Saved data entries

┄┄┄┄┄┄┄┄┄┄

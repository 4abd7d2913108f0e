use std::io::Write;
use std::process::ExitCode;

use anyhow::{bail, Result};

use crate::args::{Cli, Target};
use crate::output;

pub fn run(cli: &Cli, target: &Target) -> Result<ExitCode> {
    let engine = super::engine(cli)?;
    let (accessor, req) = super::open(&engine, target)?;
    let files = engine.resolve(&accessor, &req)?;
    let Some(rows) = engine.tools_table(&files, &req.root_path, &req.language)? else {
        bail!("language {} has no tools table", req.language);
    };

    if output::is_json() {
        output::print_json(&rows)?;
        return Ok(ExitCode::SUCCESS);
    }

    let mut w = output::stdout();
    output::heading(&mut w, &format!("{} tools", rows.len()))?;
    for r in &rows {
        writeln!(w, "  {:<24} {:<40} {:<8} {}", r.id, r.docker, r.specifier, r.link)?;
    }
    Ok(ExitCode::SUCCESS)
}
//! Repository-backed file trees.
//!
//! Fetching bytes from a source-control provider is the host's job. The host
//! implements `RepositoryAccessor`; the core binds it to one repository and
//! version so resolvers only ever see a `FileTree`.

use crate::errors::ManifoldResult;
use crate::fileset::FileType;
use crate::path::normalize;

use super::FileTree;

/// Host adapter over a remote repository.
///
/// Implementations must be safe to share between concurrent resolution calls.
pub trait RepositoryAccessor: Send + Sync {
    fn read_file(
        &self,
        repository_id: &str,
        version_ref: &str,
        file_type: FileType,
        path: &str,
    ) -> ManifoldResult<Option<String>>;

    fn list_files(
        &self,
        repository_id: &str,
        dir: &str,
        version_ref: &str,
    ) -> ManifoldResult<Vec<String>>;

    /// Whether `list_files` returns real listings.
    fn supports_listing(&self) -> bool {
        true
    }
}

/// `FileTree` view of one repository at one version.
pub struct RepositoryFileTree<'a, A: ?Sized> {
    accessor: &'a A,
    repository_id: String,
    version_ref: String,
}

impl<'a, A: RepositoryAccessor + ?Sized> RepositoryFileTree<'a, A> {
    pub fn new(
        accessor: &'a A,
        repository_id: impl Into<String>,
        version_ref: impl Into<String>,
    ) -> Self {
        Self {
            accessor,
            repository_id: repository_id.into(),
            version_ref: version_ref.into(),
        }
    }

    pub fn repository_id(&self) -> &str {
        &self.repository_id
    }

    pub fn version_ref(&self) -> &str {
        &self.version_ref
    }
}

impl<A: RepositoryAccessor + ?Sized> FileTree for RepositoryFileTree<'_, A> {
    fn read_file(&self, path: &str) -> ManifoldResult<Option<String>> {
        self.read_typed(path, FileType::Other)
    }

    fn read_typed(&self, path: &str, file_type: FileType) -> ManifoldResult<Option<String>> {
        self.accessor
            .read_file(&self.repository_id, &self.version_ref, file_type, &normalize(path))
    }

    fn list_files(&self, dir: &str) -> ManifoldResult<Vec<String>> {
        self.accessor
            .list_files(&self.repository_id, &normalize(dir), &self.version_ref)
    }
}

/// Accessor serving a single file tree for every repository and version.
///
/// Used by the CLI (a local checkout) and by tests.
pub struct StaticAccessor<T> {
    tree: T,
}

impl<T: FileTree + Send + Sync> StaticAccessor<T> {
    pub fn new(tree: T) -> Self {
        Self { tree }
    }

    pub fn tree(&self) -> &T {
        &self.tree
    }
}

impl<T: FileTree + Send + Sync> RepositoryAccessor for StaticAccessor<T> {
    fn read_file(
        &self,
        _repository_id: &str,
        _version_ref: &str,
        file_type: FileType,
        path: &str,
    ) -> ManifoldResult<Option<String>> {
        self.tree.read_typed(path, file_type)
    }

    fn list_files(
        &self,
        _repository_id: &str,
        dir: &str,
        _version_ref: &str,
    ) -> ManifoldResult<Vec<String>> {
        self.tree.list_files(dir)
    }
}

#[cfg(test)]
mod tests {
    use super::*;
    use crate::filetree::InMemoryFileTree;
    use std::sync::Mutex;

    #[derive(Default)]
    struct Recording {
        calls: Mutex<Vec<(String, String, FileType, String)>>,
    }

    impl RepositoryAccessor for Recording {
        fn read_file(
            &self,
            repository_id: &str,
            version_ref: &str,
            file_type: FileType,
            path: &str,
        ) -> ManifoldResult<Option<String>> {
            self.calls.lock().unwrap().push((
                repository_id.to_string(),
                version_ref.to_string(),
                file_type,
                path.to_string(),
            ));
            Ok(None)
        }

        fn list_files(&self, _: &str, _: &str, _: &str) -> ManifoldResult<Vec<String>> {
            Ok(Vec::new())
        }
    }

    #[test]
    fn accessor_sees_repository_version_and_type() {
        let acc = Recording::default();
        let tree = RepositoryFileTree::new(&acc, "github.com/org/wf", "main");
        tree.read_typed("tools/a.cwl", FileType::SecondaryDescriptor).unwrap();
        tree.read_file("/README.md").unwrap();

        let calls = acc.calls.lock().unwrap();
        assert_eq!(
            calls[0],
            (
                "github.com/org/wf".to_string(),
                "main".to_string(),
                FileType::SecondaryDescriptor,
                "/tools/a.cwl".to_string()
            )
        );
        assert_eq!(calls[1].2, FileType::Other);
    }

    #[test]
    fn static_accessor_ignores_coordinates() {
        let acc = StaticAccessor::new(InMemoryFileTree::new().with_file("/a", "x"));
        let t = RepositoryFileTree::new(&acc, "any", "v1");
        assert_eq!(t.read_file("/a").unwrap().as_deref(), Some("x"));
        assert_eq!(t.list_files("/").unwrap(), vec!["a"]);
    }
}
use std::io::Write;
use std::process::ExitCode;

use anyhow::Result;
use serde::Serialize;

use manifold_plugins::default_registry;
use manifold_plugins::registry::HandlerSummary;

use crate::output;

#[derive(Debug, Serialize)]
pub struct LanguagesOut {
    pub languages: Vec<HandlerSummary>,
}

pub fn run() -> Result<ExitCode> {
    let languages = default_registry()?.list();

    if output::is_json() {
        output::print_json(&LanguagesOut { languages })?;
        return Ok(ExitCode::SUCCESS);
    }

    let mut w = output::stdout();
    output::heading(&mut w, "Registered languages")?;
    for l in &languages {
        let ext = if l.extensions.is_empty() {
            "-".to_string()
        } else {
            l.extensions.join(", ")
        };
        writeln!(w, "  {:<16} {:<36} {:<8} {}", l.key, l.name, l.version, ext)?;
    }
    Ok(ExitCode::SUCCESS)
}
//! repository_preprocess.rs
//!
//! Expands a descriptor checked out on disk through the same stack the
//! engine uses: a local directory served by a static accessor, bound to one
//! repository version and memoized.

use std::fs;
use std::path::Path;

use assert_matches::assert_matches;
use serde_json::{json, Value};

use manifold_core::config::ResolverConfig;
use manifold_core::filetree::{CachingFileTree, LocalDirFileTree, RepositoryFileTree, StaticAccessor};
use manifold_core::preprocess::Preprocessor;
use manifold_core::ManifoldError;

fn write(root: &Path, rel: &str, content: &str) {
    let p = root.join(rel);
    fs::create_dir_all(p.parent().unwrap()).unwrap();
    fs::write(p, content).unwrap();
}

fn checkout() -> tempfile::TempDir {
    let dir = tempfile::tempdir().unwrap();
    write(
        dir.path(),
        "main.cwl",
        r#"cwlVersion: v1.0
class: Workflow
doc:
  $include: README.txt
requirements:
  $import: reqs.yml
inputs: []
outputs: []
steps:
  align:
    run: tools/align.cwl
    in: []
    out: []
"#,
    );
    write(dir.path(), "README.txt", "Aligns reads");
    write(dir.path(), "reqs.yml", "- class: InlineJavascriptRequirement\n");
    write(
        dir.path(),
        "tools/align.cwl",
        "cwlVersion: v1.0\nclass: CommandLineTool\nbaseCommand: bwa\ninputs: []\noutputs: []\n",
    );
    dir
}

fn hint_paths(process: &Value) -> Vec<String> {
    process["hints"]
        .as_array()
        .into_iter()
        .flatten()
        .filter(|h| h["class"] == "_dockstore_metadata")
        .filter_map(|h| h["path"].as_str().map(str::to_string))
        .collect()
}

#[test]
fn checkout_is_expanded_in_place() {
    let dir = checkout();
    let accessor = StaticAccessor::new(LocalDirFileTree::new(dir.path()));
    let tree = CachingFileTree::new(RepositoryFileTree::new(&accessor, "org/repo", "main"));
    let cfg = ResolverConfig::default();

    let doc = Preprocessor::new(&tree, &cfg).expand("/main.cwl").unwrap();

    assert_eq!(doc["doc"], json!("Aligns reads"));
    assert_eq!(doc["requirements"], json!([{"class": "InlineJavascriptRequirement"}]));
    assert_eq!(hint_paths(&doc), vec!["main.cwl"]);

    let run = &doc["steps"]["align"]["run"];
    assert_eq!(run["class"], json!("CommandLineTool"));
    assert_eq!(run["baseCommand"], json!("bwa"));
    assert_eq!(run["inputs"], json!([]));
    assert_eq!(hint_paths(run), vec!["tools/align.cwl"]);
}

#[test]
fn second_expansion_is_served_from_the_cache() {
    let dir = checkout();
    let accessor = StaticAccessor::new(LocalDirFileTree::new(dir.path()));
    let tree = CachingFileTree::new(RepositoryFileTree::new(&accessor, "org/repo", "main"));
    let cfg = ResolverConfig::default();

    let first = Preprocessor::new(&tree, &cfg).expand("/main.cwl").unwrap();
    let after_first = tree.stats();
    assert_eq!(after_first.read_hits, 0);

    let second = Preprocessor::new(&tree, &cfg).expand("main.cwl").unwrap();
    let after_second = tree.stats();
    assert_eq!(first, second);
    assert_eq!(after_second.reads, after_first.reads * 2);
    assert_eq!(after_second.read_hits, after_first.reads);
}

#[test]
fn import_loops_on_disk_are_reported_with_their_chain() {
    let dir = tempfile::tempdir().unwrap();
    write(dir.path(), "loop.cwl", "cwlVersion: v1.0\nclass: Workflow\nsteps:\n  $import: steps.yml\n");
    write(dir.path(), "steps.yml", "$import: loop.cwl\n");
    let accessor = StaticAccessor::new(LocalDirFileTree::new(dir.path()));
    let tree = RepositoryFileTree::new(&accessor, "org/repo", "main");

    let err = Preprocessor::new(&tree, &ResolverConfig::default())
        .expand("/loop.cwl")
        .unwrap_err();
    assert_matches!(err, ManifoldError::Cycle { ref chain } if *chain == ["/loop.cwl", "/steps.yml", "/loop.cwl"]);
}

#[test]
fn missing_root_on_disk_is_not_found() {
    let dir = tempfile::tempdir().unwrap();
    let accessor = StaticAccessor::new(LocalDirFileTree::new(dir.path()));
    let tree = RepositoryFileTree::new(&accessor, "org/repo", "main");
    let err = Preprocessor::new(&tree, &ResolverConfig::default())
        .expand("/absent.cwl")
        .unwrap_err();
    assert_matches!(err, ManifoldError::NotFound { .. });
}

┄┄┄┄┄┄┄┄┄┄

> **Task brief**
Identify the lines in the entries above that contain "anyhow", then copy them out.

> **Solution**
use anyhow::{bail, Result};
use anyhow::Result;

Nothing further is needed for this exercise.